▶ [WHAT THIS TASK INVOLVES]: What lines of the data below hold "Result"? Show them.
★ ★ ★ ★ ★ ★ ★
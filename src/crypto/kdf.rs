//! Key Derivation Functions
//!
//! Provides HKDF-SHA256 for deriving payload keys from a user's secret

use super::{CryptoError, KEY_LEN};
use ring::hkdf::{self, Salt, HKDF_SHA256};

/// HKDF-SHA256 key derivation
pub struct Hkdf {
    prk: hkdf::Prk,
}

impl Hkdf {
    /// Create HKDF from input keying material
    ///
    /// # Arguments
    /// * `salt` - Optional salt (if None, uses zeros)
    /// * `ikm` - Input keying material
    pub fn new(salt: Option<&[u8]>, ikm: &[u8]) -> Self {
        let salt = match salt {
            Some(s) => Salt::new(HKDF_SHA256, s),
            None => Salt::new(HKDF_SHA256, &[0u8; 32]),
        };

        Self {
            prk: salt.extract(ikm),
        }
    }

    /// Fill `output` with key material bound to `info`
    pub fn expand(&self, info: &[u8], output: &mut [u8]) -> Result<(), CryptoError> {
        let info_refs = [info];
        let okm = self
            .prk
            .expand(&info_refs, HkdfLen(output.len()))
            .map_err(|_| CryptoError::KeyDerivation("HKDF expand failed".to_string()))?;

        okm.fill(output)
            .map_err(|_| CryptoError::KeyDerivation("HKDF fill failed".to_string()))
    }

    /// Derive two consecutive 32-byte keys from one expansion
    pub fn expand_pair(&self, info: &[u8]) -> Result<([u8; KEY_LEN], [u8; KEY_LEN]), CryptoError> {
        let mut okm = [0u8; KEY_LEN * 2];
        self.expand(info, &mut okm)?;

        let mut first = [0u8; KEY_LEN];
        let mut second = [0u8; KEY_LEN];
        first.copy_from_slice(&okm[..KEY_LEN]);
        second.copy_from_slice(&okm[KEY_LEN..]);
        Ok((first, second))
    }
}

/// Helper struct for HKDF output length
struct HkdfLen(usize);

impl hkdf::KeyType for HkdfLen {
    fn len(&self) -> usize {
        self.0
    }
}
★ ★ ★ ★ ★ ★ ★
▶ [TASK OUTPUT]:
    pub fn expand(&self, info: &[u8], output: &mut [u8]) -> Result<(), CryptoError> {
    pub fn expand_pair(&self, info: &[u8]) -> Result<([u8; KEY_LEN], [u8; KEY_LEN]), CryptoError> {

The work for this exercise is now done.